Three healthy breastfed generations in an Indonesian village (WHO/J.Ling)
I have experience of both methods and am convinced that cup and saucer regimens are better. The possibility of inhalation pneumonia in the recovering severely mal-nourished child has concerned me for years. There is no information in the literature on lung function or aspiration pneumonia in the severely malnourished child at any stage of recovery. Nevertheless, examination shows that a very high proportion have stigmata of chronic chest disease, almost certainly due to repeated bouts of pneumonia, that could easily be precipitated by inhalation. There is a need for pulmonary physiological studies (lung-function tests) in children with severe malnutrition - if any one is interested in such a study please get in touch with me.
The practice that we followed since 1956, in Jamaica, has been to use a cup and saucer, without a spoon, for the liquid feeds; spoons and bowls were used for solid food later in recovery. Choking and inhalation were more common in later recovery when solid food was given by spoon than when milk was given by cup only.
There is a definite technique to feeding a malnourished child properly. It is not taught to the people who either train the local staff or to the mothers. The critical thing is to have the child physically on the lap of the person feeding the child, held securely in a "cuddle" against the chest, facing forward in an upright posture, with the mother's left arm encircling the child and holding the saucer under the chin. The right hand holds the cup for the child to drink. Any "dribbles" are collected in the saucer and returned to the cup. The most important thing is to teach the mothers how to hold their children during feeding and to have someone who is properly trained watching the children as they are fed.
With a spoon and cup there are several problems that I have repeatedly witnessed.
1. The feeding is very slow. This is a major difficulty because one of the main functions of the attendants is to watch the children during feeding. Such surveillance is critical to ensure that the child gets the food and to assess the child's appetite. Rates of recovery improve with adequate surveillance as less is taken by the mother, none is shared with other siblings and more can be offered where the patient is hungry making feeding "to appetite" a reality.
2. There is a lot of spilt food. A lot of the milk "dribbles" down the front of the child and is lost. Investigation of poor weight gain, despite high calculated intakes, shows that up to a third of the meal can actually be spilt with improper feeding. Test weighings with the cup only method (weigh both the cup and the child before and after the feed), where a saucer below the chin catches the dribbles, gives a measured loss of just under 10%. With a spoon or with self-feeding the losses are much higher.
3. The child is often left to take the food him/herself. This is perhaps the most damaging feature of the spoon and cup. The child is not being cuddled and held during feeding and actively encouraged by the mother. Feeding is one of the most important times to show love and to psycho-socially stimulate the child - to talk to the child and have bodily contact.

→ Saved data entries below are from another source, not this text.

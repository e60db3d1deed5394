//! Freshness policy for the cached snapshot
//!
//! The backend publishes a new picture once per calendar day, a little after
//! midnight in the reference timezone. A snapshot covering day `D` stays valid
//! until 02:00:01 reference-local time on `D + 1`.

use std::fmt;

use chrono::{DateTime, Duration, LocalResult, NaiveDate, NaiveDateTime, NaiveTime, TimeZone, Utc};
use chrono_tz::Tz;

use crate::data::parse_calendar_date;

/// Reference timezone the product targets
pub const REFERENCE_TIMEZONE: Tz = chrono_tz::America::Sao_Paulo;

/// UTC offset of the reference timezone, used when no zone database is wanted
pub const REFERENCE_UTC_OFFSET_SECONDS: i32 = -3 * 3600;

/// Seconds after local midnight at which a new day's snapshot is expected
const GRACE_SECONDS: i64 = 2 * 3600 + 1;

/// Source of the current instant
pub trait Clock: Send + Sync {
    fn now(&self) -> DateTime<Utc>;
}

/// Wall-clock time
#[derive(Debug, Clone, Copy, Default)]
pub struct SystemClock;

impl Clock for SystemClock {
    fn now(&self) -> DateTime<Utc> {
        Utc::now()
    }
}

/// Computes the instant at which a day's grace window ends
pub trait ThresholdPolicy: Send + Sync {
    /// The instant of 02:00:01 reference-local time on `day`
    fn midnight_plus_grace(&self, day: NaiveDate) -> DateTime<Utc>;

    /// Human readable name of the reference zone, for logs
    fn reference_name(&self) -> String;
}

/// Local wall-clock time of the threshold on `day`
fn grace_local_time(day: NaiveDate) -> NaiveDateTime {
    day.and_time(NaiveTime::default()) + Duration::seconds(GRACE_SECONDS)
}

/// Threshold computed through the IANA timezone database
#[derive(Debug, Clone, Copy)]
pub struct ZonedThreshold {
    zone: Tz,
}

impl ZonedThreshold {
    pub fn new(zone: Tz) -> Self {
        Self { zone }
    }

    pub fn zone(&self) -> Tz {
        self.zone
    }
}

impl Default for ZonedThreshold {
    fn default() -> Self {
        Self::new(REFERENCE_TIMEZONE)
    }
}

impl ThresholdPolicy for ZonedThreshold {
    fn midnight_plus_grace(&self, day: NaiveDate) -> DateTime<Utc> {
        let local = grace_local_time(day);
        match self.zone.from_local_datetime(&local) {
            LocalResult::Single(instant) => instant.with_timezone(&Utc),
            LocalResult::Ambiguous(earliest, _) => earliest.with_timezone(&Utc),
            // Skipped by a DST transition: the same wall-clock reading one hour later
            LocalResult::None => {
                let shifted = local + Duration::hours(1);
                self.zone
                    .from_local_datetime(&shifted)
                    .earliest()
                    .map(|instant| instant.with_timezone(&Utc))
                    .unwrap_or_else(|| Utc.from_utc_datetime(&local))
            }
        }
    }

    fn reference_name(&self) -> String {
        self.zone.name().to_string()
    }
}

/// Threshold computed with a fixed UTC offset
///
/// Ignores daylight saving: for a zone that observes DST the threshold is off
/// by the DST delta while it is in effect.
#[derive(Debug, Clone, Copy, PartialEq, Eq)]
pub struct FixedOffsetThreshold {
    offset_seconds: i32,
}

impl FixedOffsetThreshold {
    /// `offset_seconds` is local time minus UTC, e.g. `-10800` for UTC-03:00
    pub fn new(offset_seconds: i32) -> Self {
        Self { offset_seconds }
    }

    pub fn offset_seconds(&self) -> i32 {
        self.offset_seconds
    }
}

impl Default for FixedOffsetThreshold {
    fn default() -> Self {
        Self::new(REFERENCE_UTC_OFFSET_SECONDS)
    }
}

impl fmt::Display for FixedOffsetThreshold {
    fn fmt(&self, f: &mut fmt::Formatter<'_>) -> fmt::Result {
        let sign = if self.offset_seconds < 0 { '-' } else { '+' };
        let total = self.offset_seconds.unsigned_abs();
        write!(f, "UTC{}{:02}:{:02}", sign, total / 3600, (total % 3600) / 60)
    }
}

impl ThresholdPolicy for FixedOffsetThreshold {
    fn midnight_plus_grace(&self, day: NaiveDate) -> DateTime<Utc> {
        let local = grace_local_time(day);
        Utc.from_utc_datetime(&(local - Duration::seconds(i64::from(self.offset_seconds))))
    }

    fn reference_name(&self) -> String {
        self.to_string()
    }
}

/// Instant until which a snapshot covering `cached_date` is valid
///
/// Returns `None` when the date cannot be parsed.
pub fn valid_until(policy: &dyn ThresholdPolicy, cached_date: &str) -> Option<DateTime<Utc>> {
    let date = parse_calendar_date(cached_date)?;
    let next_day = date.succ_opt()?;
    Some(policy.midnight_plus_grace(next_day))
}

/// Whether a snapshot covering `cached_date` can still be served at `now`
///
/// An absent or unparseable date is never fresh.
pub fn is_fresh(
    policy: &dyn ThresholdPolicy,
    cached_date: Option<&str>,
    now: DateTime<Utc>,
) -> bool {
    cached_date
        .and_then(|date| valid_until(policy, date))
        .is_some_and(|threshold| now < threshold)
}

4. Damage may occur during force feeding. If the child is reluctant to eat then the mother or aide frequently attempt to force the child's mouth open by pinching the cheeks, holding the nose and/or forcing the spoon between the lips. A spoon causes much more trauma to a child's mouth than a cup. I have seen children with stomatitis receive quite deep cuts in their mouths from spoons.
5. It is during force feeding that inhalation is most likely to occur. As force feeding is much easier with a spoon than a cup, it is my experience that inhalation pneumonia is more common following feeding with a spoon (both food and medicines) than with a cup only.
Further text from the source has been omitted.